I was on a mission. I had a task to complete. One pair for Hunter coming up! I was aware of my husband’s selective nature. He absolutely loathed crocs and anything of the sort and as his wife, I second that motion. A couple clicks, double clicks, I found perfection. There it was just like I imagined the Adidas III. True precision for a toddler. This multi colored toddler size kicks were equipped with velcro straps. As it wouldn’t be considered shopping if I stopped now, I pursued additional pairs for shop’s sake.

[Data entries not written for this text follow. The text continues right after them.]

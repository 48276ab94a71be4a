//! Axum request handlers: context extraction and response translation.

use std::collections::BTreeMap;

use axum::{
    body::Bytes,
    extract::{Path, Query, State},
    http::{header, HeaderMap, HeaderValue, Method, StatusCode},
    response::{IntoResponse, Response},
    Json,
};
use axum_extra::extract::CookieJar;
use common::error::NOT_FOUND_MESSAGE;
use common::protocol::{Cookie, HealthResponse};
use common::ResponseContent;

use super::state::AppState;
use crate::dispatch::RequestContext;

/// `GET|POST /api/{key}` — dispatch without a path id.
pub async fn dispatch_key(
    State(state): State<AppState>,
    Path(key): Path<String>,
    method: Method,
    Query(query): Query<BTreeMap<String, String>>,
    headers: HeaderMap,
    jar: CookieJar,
    body: Bytes,
) -> Response {
    run(state, key, None, method, query, &headers, jar, body).await
}

/// `GET|POST /api/{key}/{id}` — dispatch addressing a single entity.
///
/// The original routes constrain `{id}` to digits; a non-numeric id never
/// matches a resource and reports the standard not-found response.
pub async fn dispatch_key_id(
    State(state): State<AppState>,
    Path((key, raw_id)): Path<(String, String)>,
    method: Method,
    Query(query): Query<BTreeMap<String, String>>,
    headers: HeaderMap,
    jar: CookieJar,
    body: Bytes,
) -> Response {
    let Ok(id) = raw_id.parse::<u64>() else {
        return to_response(ResponseContent::error(NOT_FOUND_MESSAGE, 404), Vec::new());
    };
    run(state, key, Some(id), method, query, &headers, jar, body).await
}

#[allow(clippy::too_many_arguments)]
async fn run(
    state: AppState,
    key: String,
    path_id: Option<u64>,
    method: Method,
    query: BTreeMap<String, String>,
    headers: &HeaderMap,
    jar: CookieJar,
    body: Bytes,
) -> Response {
    let domain = headers
        .get(state.domain_header_name.as_str())
        .and_then(|v| v.to_str().ok())
        .unwrap_or("default")
        .to_owned();

    let mut ctx = RequestContext::new(method, domain)
        .with_maintenance(state.maintenance.is_active())
        .with_body(body.to_vec());
    ctx.query = query;
    ctx.path_id = path_id;
    for cookie in jar.iter() {
        ctx.cookies
            .insert(cookie.name().to_owned(), cookie.value().to_owned());
    }

    let (content, cookies) = state.dispatcher.handle(&key, &ctx).await;
    to_response(content, cookies)
}

/// `GET /health` — liveness and readiness check.
///
/// Returns `200 OK` once endpoints are registered, `503` otherwise.
pub async fn health(State(state): State<AppState>) -> Response {
    let endpoints_registered = state.dispatcher.endpoint_count();
    let cache_entries = state.cache.len().await;

    let (status_code, status_str) = if endpoints_registered > 0 {
        (StatusCode::OK, "ok")
    } else {
        (StatusCode::SERVICE_UNAVAILABLE, "degraded")
    };

    let body = HealthResponse {
        status: status_str.into(),
        endpoints_registered,
        cache_entries,
    };
    (status_code, Json(body)).into_response()
}

/// Catch-all 404 handler, using the same envelope as the API surface.
pub async fn not_found() -> Response {
    to_response(ResponseContent::error(NOT_FOUND_MESSAGE, 404), Vec::new())
}

/// Translate a dispatcher outcome into the wire response.
fn to_response(content: ResponseContent, cookies: Vec<Cookie>) -> Response {
    let status =
        StatusCode::from_u16(content.http_code).unwrap_or(StatusCode::INTERNAL_SERVER_ERROR);
    let mut response = (
        status,
        [(header::CONTENT_TYPE, "application/json")],
        content.to_body(),
    )
        .into_response();

    for cookie in cookies {
        let mut raw = format!("{}={}; Path={}", cookie.name, cookie.value, cookie.path);
        if let Some(secs) = cookie.max_age_secs {
            raw.push_str(&format!("; Max-Age={secs}"));
        }
        if let Ok(value) = HeaderValue::from_str(&raw) {
            response.headers_mut().append(header::SET_COOKIE, value);
        }
    }
    response
}

#[cfg(test)]
mod tests {
    use super::*;
    use std::sync::Arc;

    use axum::body::Body;
    use axum::http::Request;
    use tower::ServiceExt;

    use crate::cache::ResponseCache;
    use crate::dispatch::Dispatcher;
    use crate::endpoints::register_all;
    use crate::maintenance::MaintenanceMode;
    use crate::server::router;
    use crate::store::ContentStore;
    use crate::token::{SystemClock, TokenVerifier};

    const PASSPHRASE: &str = "test-passphrase";
    const SECRET: &str = "test-secret";

    fn app_with(store: ContentStore, maintenance: MaintenanceMode) -> axum::Router {
        let cache = ResponseCache::new();
        let clock = Arc::new(SystemClock);
        let registry = register_all(store, cache.clone(), clock.clone(), 10);
        let verifier = TokenVerifier::new(PASSPHRASE, SECRET, clock);
        let dispatcher = Arc::new(Dispatcher::new(registry, cache.clone(), verifier));
        let state = AppState::new(dispatcher, cache, maintenance, "X-Agora-Domain".into());
        router::build(state)
    }

    async fn body_json(response: Response) -> serde_json::Value {
        let bytes = axum::body::to_bytes(response.into_body(), usize::MAX)
            .await
            .unwrap();
        serde_json::from_slice(&bytes).unwrap()
    }

    #[tokio::test]
    async fn init_returns_success_envelope() {
        let app = app_with(ContentStore::new(), MaintenanceMode::default());
        let resp = app
            .oneshot(Request::builder().uri("/api/init").body(Body::empty()).unwrap())
            .await
            .unwrap();
        assert_eq!(resp.status(), 200);
        let json = body_json(resp).await;
        assert_eq!(json["status"], "success");
        assert_eq!(json["data"]["domain"], "default");
    }

    #[tokio::test]
    async fn domain_header_selects_the_tenant() {
        let app = app_with(ContentStore::new(), MaintenanceMode::default());
        let resp = app
            .oneshot(
                Request::builder()
                    .uri("/api/init")
                    .header("X-Agora-Domain", "hamburg")
                    .body(Body::empty())
                    .unwrap(),
            )
            .await
            .unwrap();
        let json = body_json(resp).await;
        assert_eq!(json["data"]["domain"], "hamburg");
    }

    #[tokio::test]
    async fn unknown_key_surfaces_as_500() {
        let app = app_with(ContentStore::new(), MaintenanceMode::default());
        let resp = app
            .oneshot(Request::builder().uri("/api/bogus").body(Body::empty()).unwrap())
            .await
            .unwrap();
        assert_eq!(resp.status(), 500);
        let json = body_json(resp).await;
        assert_eq!(json["status"], "error");
        assert_eq!(json["data"], "Unknown key: bogus");
    }

    #[tokio::test]
    async fn non_numeric_path_id_is_404() {
        let app = app_with(ContentStore::new(), MaintenanceMode::default());
        let resp = app
            .oneshot(
                Request::builder()
                    .uri("/api/contributiondetails/first")
                    .body(Body::empty())
                    .unwrap(),
            )
            .await
            .unwrap();
        assert_eq!(resp.status(), 404);
    }

    #[tokio::test]
    async fn maintenance_mode_replaces_handler_payloads() {
        let app = app_with(ContentStore::new(), MaintenanceMode::new(true));
        let resp = app
            .oneshot(Request::builder().uri("/api/init").body(Body::empty()).unwrap())
            .await
            .unwrap();
        assert_eq!(resp.status(), 200);
        let json = body_json(resp).await;
        assert_eq!(json["data"]["maintenanceMode"], true);
    }

    #[tokio::test]
    async fn cached_maintenance_payload_outlives_the_flag() {
        // The maintenance branch lives inside handler bodies, so its payload
        // is cached like any other response and keeps being served after the
        // flag is cleared, until the endpoint tag is purged.
        let maintenance = MaintenanceMode::new(true);
        let app = app_with(ContentStore::new(), maintenance.clone());

        let first = app
            .clone()
            .oneshot(Request::builder().uri("/api/init").body(Body::empty()).unwrap())
            .await
            .unwrap();
        assert_eq!(body_json(first).await["data"]["maintenanceMode"], true);

        maintenance.set(false);
        let second = app
            .oneshot(Request::builder().uri("/api/init").body(Body::empty()).unwrap())
            .await
            .unwrap();
        assert_eq!(body_json(second).await["data"]["maintenanceMode"], true);
    }

    #[tokio::test]
    async fn rate_round_trip_sets_vote_cookies() {
        let store = ContentStore::new();
        let id = store
            .insert_contribution("title", "text", "cat", "rub", 100)
            .await;
        let app = app_with(store, MaintenanceMode::default());

        let token = TokenVerifier::new(PASSPHRASE, SECRET, Arc::new(SystemClock))
            .issue()
            .unwrap();
        let resp = app
            .oneshot(
                Request::builder()
                    .method("POST")
                    .uri(format!("/api/rate/{id}?token={token}"))
                    .body(Body::from(r#"{"rating": 1}"#))
                    .unwrap(),
            )
            .await
            .unwrap();
        assert_eq!(resp.status(), 200);

        let set_cookies: Vec<_> = resp
            .headers()
            .get_all(header::SET_COOKIE)
            .iter()
            .map(|v| v.to_str().unwrap().to_owned())
            .collect();
        assert!(set_cookies.iter().any(|c| c.starts_with("agora_voted=")));
        assert!(set_cookies.iter().any(|c| c.starts_with("agora_voter=")));

        let json = body_json(resp).await;
        assert_eq!(json["data"]["upvotes"], 1);
    }

    #[tokio::test]
    async fn rate_without_token_is_500() {
        let store = ContentStore::new();
        let id = store
            .insert_contribution("title", "text", "cat", "rub", 100)
            .await;
        let app = app_with(store, MaintenanceMode::default());

        let resp = app
            .oneshot(
                Request::builder()
                    .method("POST")
                    .uri(format!("/api/rate/{id}"))
                    .body(Body::from(r#"{"rating": 1}"#))
                    .unwrap(),
            )
            .await
            .unwrap();
        assert_eq!(resp.status(), 500);
    }

    #[tokio::test]
    async fn comment_refreshes_cached_details() {
        let store = ContentStore::new();
        let id = store
            .insert_contribution("title", "text", "cat", "rub", 100)
            .await;
        let app = app_with(store, MaintenanceMode::default());

        // Prime the details cache.
        let first = app
            .clone()
            .oneshot(
                Request::builder()
                    .uri(format!("/api/contributiondetails/{id}"))
                    .body(Body::empty())
                    .unwrap(),
            )
            .await
            .unwrap();
        assert_eq!(body_json(first).await["data"]["comments"], serde_json::json!([]));

        // Add a comment; its handler invalidates node:comments:{id}.
        let posted = app
            .clone()
            .oneshot(
                Request::builder()
                    .method("POST")
                    .uri("/api/addcomment")
                    .body(Body::from(format!(
                        r#"{{"node": {id}, "subject": "s", "comment": "c"}}"#
                    )))
                    .unwrap(),
            )
            .await
            .unwrap();
        assert_eq!(posted.status(), 200);

        // The cached details entry must have been purged.
        let second = app
            .oneshot(
                Request::builder()
                    .uri(format!("/api/contributiondetails/{id}"))
                    .body(Body::empty())
                    .unwrap(),
            )
            .await
            .unwrap();
        let json = body_json(second).await;
        assert_eq!(json["data"]["comments"].as_array().unwrap().len(), 1);
    }
}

My purchases were completely justified, regardless of the price. It was an essential. I felt exhumed with bliss. It felt good to give. Since the birth of my son on May 9, 2007, I can honestly say I have put my son and husband before myself. As the ninth child of ten siblings, I have played the role of spoiled brat to the tenth power. Was it my destiny to be generous of heart? Not if I had any say. Here I am a mother, a parent, and a wife. Happiness couldn’t come at a better time.

This is Shellie sole searching back to you Bob at the studio!